I need the lines below from the one with "pub fn cancel(&self, id: &MessageId)" down to the one with "type Output = Result<Envelope, RpcError>;" reproduced exactly, both ends included, and nothing else.
----------------
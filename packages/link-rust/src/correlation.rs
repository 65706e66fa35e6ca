//! Pending-call table: correlates RESPONSE envelopes back to the requests
//! that caused them, with timeout enforcement.
//!
//! Every entry moves through `PENDING -> {FULFILLED, EXPIRED, CANCELLED}`
//! exactly once. The race between a response arriving, the deadline
//! elapsing, and the caller losing interest is decided by atomic removal
//! from the map: whichever trigger removes the entry first owns the
//! terminal transition, and the losers find nothing and no-op. A timer is
//! aborted the moment its entry resolves by other means, so no timer
//! outlives its call.

use std::future::Future;
use std::pin::Pin;
use std::sync::{Arc, Weak};
use std::task::{Context, Poll};
use std::time::Duration;

use dashmap::DashMap;
use futures_util::future::{abortable, AbortHandle};
use tokio::sync::oneshot;
use tracing::{debug, warn};
use uplink_core::attributes::AttributesError;
use uplink_core::{Envelope, Executor, MessageId, ResponseCode};

/// Terminal outcome of a remote-procedure call, surfaced through the
/// future returned by the link -- never thrown synchronously.
#[derive(Debug, thiserror::Error)]
pub enum RpcError {
    /// The request attributes failed kind-specific validation.
    #[error("invalid request attributes: {0}")]
    InvalidRequest(#[from] AttributesError),
    /// No matching response arrived before the deadline.
    #[error("call timed out after {waited_ms}ms")]
    Timeout {
        /// The deadline that elapsed, in milliseconds.
        waited_ms: u64,
    },
    /// The caller withdrew interest before resolution.
    #[error("call cancelled before a response arrived")]
    Cancelled,
    /// The transport failed to move the request.
    #[error("transport failure: {0}")]
    Transport(#[source] anyhow::Error),
    /// The remote side answered with a non-OK outcome code.
    #[error("remote method failed with {0:?}")]
    RemoteFailure(ResponseCode),
}

/// A registered call waiting for its response.
struct PendingCall {
    reply: oneshot::Sender<Result<Envelope, RpcError>>,
    timer: AbortHandle,
    timeout_ms: u64,
}

impl PendingCall {
    /// Performs the terminal transition: stops the timer and delivers the
    /// outcome. Consuming `self` makes a second transition unrepresentable.
    fn finish(self, outcome: Result<Envelope, RpcError>) {
        self.timer.abort();
        // The receiver may already be gone (caller dropped the future
        // after this entry was removed); that loses nothing.
        let _ = self.reply.send(outcome);
    }
}

/// Table of pending calls keyed by the originating request's message id.
pub struct CorrelationTable {
    pending: DashMap<MessageId, PendingCall>,
    executor: Arc<dyn Executor>,
    /// Self-reference handed to timer tasks and reply futures, so neither
    /// keeps the table alive on its own.
    weak: Weak<CorrelationTable>,
}

impl CorrelationTable {
    /// Creates an empty table whose timers run on `executor`.
    #[must_use]
    pub fn new(executor: Arc<dyn Executor>) -> Arc<Self> {
        Arc::new_cyclic(|weak| Self {
            pending: DashMap::new(),
            executor,
            weak: weak.clone(),
        })
    }

    /// Registers a pending call and returns its unresolved future
    /// immediately; resolution happens asynchronously.
    ///
    /// At most one entry exists per id: a colliding registration displaces
    /// the previous entry, which resolves `Cancelled`.
    pub fn register(&self, id: MessageId, timeout: Duration) -> PendingReply {
        let timeout_ms = u64::try_from(timeout.as_millis()).unwrap_or(u64::MAX);
        let (reply, rx) = oneshot::channel();

        let table = self.weak.clone();
        let (timer, timer_handle) = abortable(async move {
            tokio::time::sleep(timeout).await;
            if let Some(table) = table.upgrade() {
                table.expire(&id);
            }
        });
        self.executor.spawn(Box::pin(async move {
            // An aborted timer resolves Err(Aborted); nothing to do.
            let _ = timer.await;
        }));

        let displaced = self.pending.insert(
            id,
            PendingCall {
                reply,
                timer: timer_handle,
                timeout_ms,
            },
        );
        if let Some(previous) = displaced {
            warn!(%id, "correlation id collision; cancelling displaced call");
            previous.finish(Err(RpcError::Cancelled));
        }
        debug!(%id, timeout_ms, "call registered");

        PendingReply {
            id,
            table: self.weak.clone(),
            rx,
            settled: false,
        }
    }

    /// Fulfills the call matching `correlation_id` with `envelope`.
    ///
    /// Returns whether a pending entry existed and was fulfilled; `false`
    /// means the call already resolved or the id is unknown -- a late or
    /// unroutable response, dropped by design.
    pub fn resolve(&self, correlation_id: &MessageId, envelope: Envelope) -> bool {
        match self.pending.remove(correlation_id) {
            Some((_, call)) => {
                debug!(%correlation_id, "call fulfilled");
                call.finish(Ok(envelope));
                true
            }
            None => {
                debug!(%correlation_id, "no pending call; response dropped");
                false
            }
        }
    }

    /// Expires the call with `id`, resolving its future with a timeout
    /// error. No-op if the call already resolved.
    pub fn expire(&self, id: &MessageId) {
        if let Some((_, call)) = self.pending.remove(id) {
            let waited_ms = call.timeout_ms;
            debug!(%id, waited_ms, "call expired");
            call.finish(Err(RpcError::Timeout { waited_ms }));
        }
    }

    /// Cancels the call with `id`, resolving its future with a
    /// cancellation error. No-op if the call already resolved.
    pub fn cancel(&self, id: &MessageId) {
        if let Some((_, call)) = self.pending.remove(id) {
            debug!(%id, "call cancelled");
            call.finish(Err(RpcError::Cancelled));
        }
    }

    /// Fails the call with `id` after a transport error. No-op if the call
    /// already resolved.
    pub fn fail(&self, id: &MessageId, cause: anyhow::Error) {
        if let Some((_, call)) = self.pending.remove(id) {
            warn!(%id, %cause, "call failed in transport");
            call.finish(Err(RpcError::Transport(cause)));
        }
    }

    /// Whether a call with `id` is still pending.
    #[must_use]
    pub fn contains(&self, id: &MessageId) -> bool {
        self.pending.contains_key(id)
    }

    /// Number of calls currently pending.
    #[must_use]
    pub fn pending_count(&self) -> usize {
        self.pending.len()
    }
}

/// Future resolving to the response envelope of a registered call.
///
/// Dropping it before resolution cancels the call and releases its timer;
/// dropping it afterwards is a no-op.
pub struct PendingReply {
    id: MessageId,
    table: Weak<CorrelationTable>,
    rx: oneshot::Receiver<Result<Envelope, RpcError>>,
    settled: bool,
}

impl PendingReply {
    /// Id of the call this future resolves.
    #[must_use]
    pub fn id(&self) -> MessageId {
        self.id
    }
}

impl Future for PendingReply {
    type Output = Result<Envelope, RpcError>;

    fn poll(self: Pin<&mut Self>, cx: &mut Context<'_>) -> Poll<Self::Output> {
        let this = self.get_mut();
        match Pin::new(&mut this.rx).poll(cx) {
            Poll::Ready(Ok(outcome)) => {
                this.settled = true;
                Poll::Ready(outcome)
            }
            // The sender vanished without a terminal transition, which only
            // happens when the table itself was dropped.
            Poll::Ready(Err(_)) => {
                this.settled = true;
                Poll::Ready(Err(RpcError::Cancelled))
            }
            Poll::Pending => Poll::Pending,
        }
    }
}

impl Drop for PendingReply {
    fn drop(&mut self) {
        if !self.settled {
            if let Some(table) = self.table.upgrade() {
                table.cancel(&self.id);
            }
        }
    }
}
//! The unit of transfer: address, payload, attributes -- plus its wire form.
//!
//! Envelopes are immutable once constructed. The wire codec is named
//! MsgPack (`rmp_serde::to_vec_named`) with camelCase keys; a transport
//! that round-trips `to_wire`/`from_wire` preserves every field losslessly,
//! which is the only contract the engine places on it.

use serde::{Deserialize, Serialize};

use crate::address::Address;
use crate::attributes::Attributes;
use crate::payload::Payload;

/// Error from encoding or decoding an envelope's wire form.
#[derive(Debug, thiserror::Error)]
pub enum CodecError {
    #[error("failed to encode envelope: {0}")]
    Encode(#[from] rmp_serde::encode::Error),
    #[error("failed to decode envelope: {0}")]
    Decode(#[from] rmp_serde::decode::Error),
}

/// A routable message: where it goes, what it carries, how it is handled.
///
/// The address is the topic for PUBLISH envelopes, the caller's reply
/// address for REQUEST envelopes (the destination lives in
/// `attributes.sink`), and the reply address being answered for RESPONSE
/// envelopes.
#[derive(Debug, Clone, PartialEq, Eq, Serialize, Deserialize)]
#[serde(rename_all = "camelCase")]
pub struct Envelope {
    /// Topic or reply address.
    pub address: Address,
    /// Opaque payload bytes plus format tag.
    pub payload: Payload,
    /// Routing and correlation metadata.
    pub attributes: Attributes,
}

impl Envelope {
    /// Assembles an envelope.
    #[must_use]
    pub fn new(address: Address, payload: Payload, attributes: Attributes) -> Self {
        Self {
            address,
            payload,
            attributes,
        }
    }

    /// Consumes the envelope, returning its payload.
    #[must_use]
    pub fn into_payload(self) -> Payload {
        self.payload
    }

    /// Encodes to named MsgPack.
    ///
    /// # Errors
    ///
    /// Returns [`CodecError::Encode`] if serialization fails.
    pub fn to_wire(&self) -> Result<Vec<u8>, CodecError> {
        Ok(rmp_serde::to_vec_named(self)?)
    }

    /// Decodes from named MsgPack.
    ///
    /// # Errors
    ///
    /// Returns [`CodecError::Decode`] for malformed input, including
    /// unrecognized message kinds.
    pub fn from_wire(bytes: &[u8]) -> Result<Self, CodecError> {
        Ok(rmp_serde::from_slice(bytes)?)
    }
}
//! Typed failures of graph-building operations.

/// The kind of failure that aborted an operation.
#[derive(Debug, Clone, Copy, PartialEq, Eq)]
pub enum FsmErrorKind {
    /// Subset construction created more states than the configured limit.
    TooManyStates,
    /// A guarded priority was compared against a transition that does not
    /// carry its key. Holds the guard id.
    PriorInteraction(u32),
    /// A condition space grew past the configured limit. Holds the id of the
    /// first condition beyond it.
    CondCostTooHigh(u32),
    /// Bounded repetition was requested with inconsistent bounds.
    RepetitionError,
    /// The engine was driven in a way its protocol does not allow.
    InternalError,
}

#[derive(Debug, Clone, PartialEq, Eq)]
pub struct FsmError {
    /// The type of triggered error.
    kind: FsmErrorKind,
    /// Additional error data.
    data: Option<String>,
}

impl FsmError {
    /// Instantiates a new error.
    pub fn new(kind: FsmErrorKind) -> Self {
        Self { kind, data: None }
    }

    /// Associates additional data with the error, returning the modified error.
    pub fn with_data(mut self, data: impl Into<String>) -> Self {
        self.with_data_mut(data);
        self
    }

    /// Associates additional data with the error.
    pub fn with_data_mut(&mut self, data: impl Into<String>) {
        self.data = Some(data.into());
    }

    pub fn kind(&self) -> FsmErrorKind {
        self.kind
    }

    pub fn data(&self) -> Option<&str> {
        self.data.as_deref()
    }
}

impl From<FsmErrorKind> for FsmError {
    fn from(kind: FsmErrorKind) -> Self {
        Self::new(kind)
    }
}

impl std::fmt::Display for FsmError {
    fn fmt(&self, f: &mut std::fmt::Formatter<'_>) -> std::fmt::Result {
        let (data, padding) = if let Some(data) = &self.data {
            (data.as_str(), " ")
        } else {
            ("", "")
        };

        match &self.kind {
            FsmErrorKind::TooManyStates => {
                write!(f, "state limit exceeded{}{}", padding, data)
            }
            FsmErrorKind::PriorInteraction(guard) => write!(
                f,
                "ambiguous priority interaction on guard {}{}{}",
                guard, padding, data
            ),
            FsmErrorKind::CondCostTooHigh(cost) => write!(
                f,
                "condition space too large at condition {}{}{}",
                cost, padding, data
            ),
            FsmErrorKind::RepetitionError => {
                write!(f, "invalid repetition bounds{}{}", padding, data)
            }
            FsmErrorKind::InternalError => write!(f, "internal error{}{}", padding, data),
        }
    }
}

impl std::error::Error for FsmError {}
----------------
ANSWER FOR THIS EXERCISE:
    pub fn cancel(&self, id: &MessageId) {
        if let Some((_, call)) = self.pending.remove(id) {
            debug!(%id, "call cancelled");
            call.finish(Err(RpcError::Cancelled));
        }
    }

    /// Fails the call with `id` after a transport error. No-op if the call
    /// already resolved.
    pub fn fail(&self, id: &MessageId, cause: anyhow::Error) {
        if let Some((_, call)) = self.pending.remove(id) {
            warn!(%id, %cause, "call failed in transport");
            call.finish(Err(RpcError::Transport(cause)));
        }
    }

    /// Whether a call with `id` is still pending.
    #[must_use]
    pub fn contains(&self, id: &MessageId) -> bool {
        self.pending.contains_key(id)
    }

    /// Number of calls currently pending.
    #[must_use]
    pub fn pending_count(&self) -> usize {
        self.pending.len()
    }
}

/// Future resolving to the response envelope of a registered call.
///
/// Dropping it before resolution cancels the call and releases its timer;
/// dropping it afterwards is a no-op.
pub struct PendingReply {
    id: MessageId,
    table: Weak<CorrelationTable>,
    rx: oneshot::Receiver<Result<Envelope, RpcError>>,
    settled: bool,
}

impl PendingReply {
    /// Id of the call this future resolves.
    #[must_use]
    pub fn id(&self) -> MessageId {
        self.id
    }
}

impl Future for PendingReply {
    type Output = Result<Envelope, RpcError>;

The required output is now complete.